It also seems to fit the facts we know so far, namely that the FBI reportedly searched locations within Mar-a-Lago other than the room originally shown to DOJ during their June visit – suggesting that they had received information in the interim that additional documents were being stored, or concealed, elsewhere. For example, FBI agents allegedly searched Trump’s personal safe and his closet. Evidence that Trump had failed to reveal the full scope or all the locations where government records were being stored both to NARA and then to DOJ would also meet the heightened intent standard required by Section 2071, which is that the defendant act “willfully.” This is a heightened standard which typically requires knowledge of the defendant that the conduct is generally illegal. It would be surprising if Trump was not repeatedly informed of the laws for the handling of government documents while he was in office. Moreover, it is also likely that DOJ and NARA warned Trump in writing that retention of such documents would be unlawful.

A question remains, however, whether the statutory requirement that the records in question be “filed or deposited” with a court or a public office or public or judicial officer would apply in this case. Given that any charge would undoubtedly be appealed to the Supreme Court, this textual reading of the statute may offer Trump a counterargument that any records or classified documents in his possession would not be a “filing” in the strictly technical sense. Here too more review is necessary to form a final judgment on the applicability of the statute.
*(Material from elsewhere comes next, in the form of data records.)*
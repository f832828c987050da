use crate::embeddings::Embedder;
use crate::llm::LanguageModel;
use crate::retrieval::Answerer;
use crate::traits::VectorIndex;
use crate::{ServiceError, DEFAULT_TEMPERATURE};
use std::sync::Arc;

pub const MAIN_IDEA_QUESTION: &str = "What is the main idea of this document?";

/// Which question each selected document is asked before themes are synthesized.
#[derive(Debug, Clone, PartialEq, Eq)]
pub enum ThemeMode {
    /// The user's own question, scoped to each document in turn.
    Question(String),
    /// The fixed [`MAIN_IDEA_QUESTION`].
    MainIdea,
}

impl ThemeMode {
    pub fn question(&self) -> &str {
        match self {
            Self::Question(question) => question,
            Self::MainIdea => MAIN_IDEA_QUESTION,
        }
    }
}

#[derive(Debug, Clone)]
pub struct ThemeSummary {
    pub mode: ThemeMode,
    /// Per-document answers in the order they were fed to the synthesizer.
    pub inputs: Vec<(String, String)>,
    pub text: String,
}

pub struct ThemeSynthesizer<L: ?Sized> {
    model: Arc<L>,
    temperature: f32,
}

impl<L: LanguageModel + ?Sized> ThemeSynthesizer<L> {
    pub fn new(model: Arc<L>) -> Self {
        Self {
            model,
            temperature: DEFAULT_TEMPERATURE,
        }
    }

    pub fn with_temperature(mut self, temperature: f32) -> Self {
        self.temperature = temperature;
        self
    }

    /// Identify recurring themes across `(document, answer)` pairs. The model output is
    /// returned verbatim; its citations are not validated.
    pub async fn synthesize<I, K, V>(&self, answers: I) -> Result<String, ServiceError>
    where
        I: IntoIterator<Item = (K, V)>,
        K: AsRef<str>,
        V: AsRef<str>,
    {
        let rendered = render_answers(answers);
        if rendered.is_empty() {
            return Err(ServiceError::Request(
                "theme synthesis needs at least one document answer".to_string(),
            ));
        }

        let summary = self
            .model
            .complete(&theme_prompt(&rendered), self.temperature)
            .await?;
        tracing::info!(characters = summary.len(), "synthesized themes");
        Ok(summary)
    }
}

/// `[document]: answer` entries separated by blank lines, in iteration order.
pub fn render_answers<I, K, V>(answers: I) -> String
where
    I: IntoIterator<Item = (K, V)>,
    K: AsRef<str>,
    V: AsRef<str>,
{
    answers
        .into_iter()
        .map(|(name, answer)| format!("[{}]: {}\n\n", name.as_ref(), answer.as_ref()))
        .collect()
}

pub fn theme_prompt(rendered_answers: &str) -> String {
    format!(
        "You are analyzing answers extracted from several documents.\n\
Identify 2-3 recurring themes across them. Explain each theme briefly and cite the \
supporting documents for every theme by name in square brackets like [document_name].\n\
\n\
{rendered_answers}Themes:\n"
    )
}

/// Ask every document in `documents` the question implied by `mode`, retrieving only from
/// that document, and pair each name with its answer.
pub async fn collect_theme_inputs<E, V, L, S>(
    answerer: &Answerer<E, V, L>,
    documents: &[S],
    mode: &ThemeMode,
) -> Result<Vec<(String, String)>, ServiceError>
where
    E: Embedder + ?Sized,
    V: VectorIndex + ?Sized,
    L: LanguageModel + ?Sized,
    S: AsRef<str>,
{
    let mut inputs = Vec::with_capacity(documents.len());
    for document in documents {
        let name = document.as_ref();
        let result = answerer.answer_scoped(mode.question(), &[name]).await?;
        tracing::debug!(document = name, sources = result.sources.len(), "collected theme input");
        inputs.push((name.to_string(), result.answer));
    }
    Ok(inputs)
}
18 U.S.C. 641 – Public Money, Property or Records

A partially overlapping offense to Section 2071 can be found in 18 U.S.C. 641, which provides for criminal penalties against anyone who “steals, purloins, or knowingly converts to his use or the use of another” government property. The argument here would be that Trump did just that with respect to the documents at issue. This statute has gotten less attention in the immediate post-search discourse. It is perhaps a looser fit than Section 2071, which specifically references records, papers, and documents (but only slightly looser since Section 641 does reference “any record”). But, on the other hand, the penalties are potentially greater, with imprisonment of up to ten years depending on the circumstances.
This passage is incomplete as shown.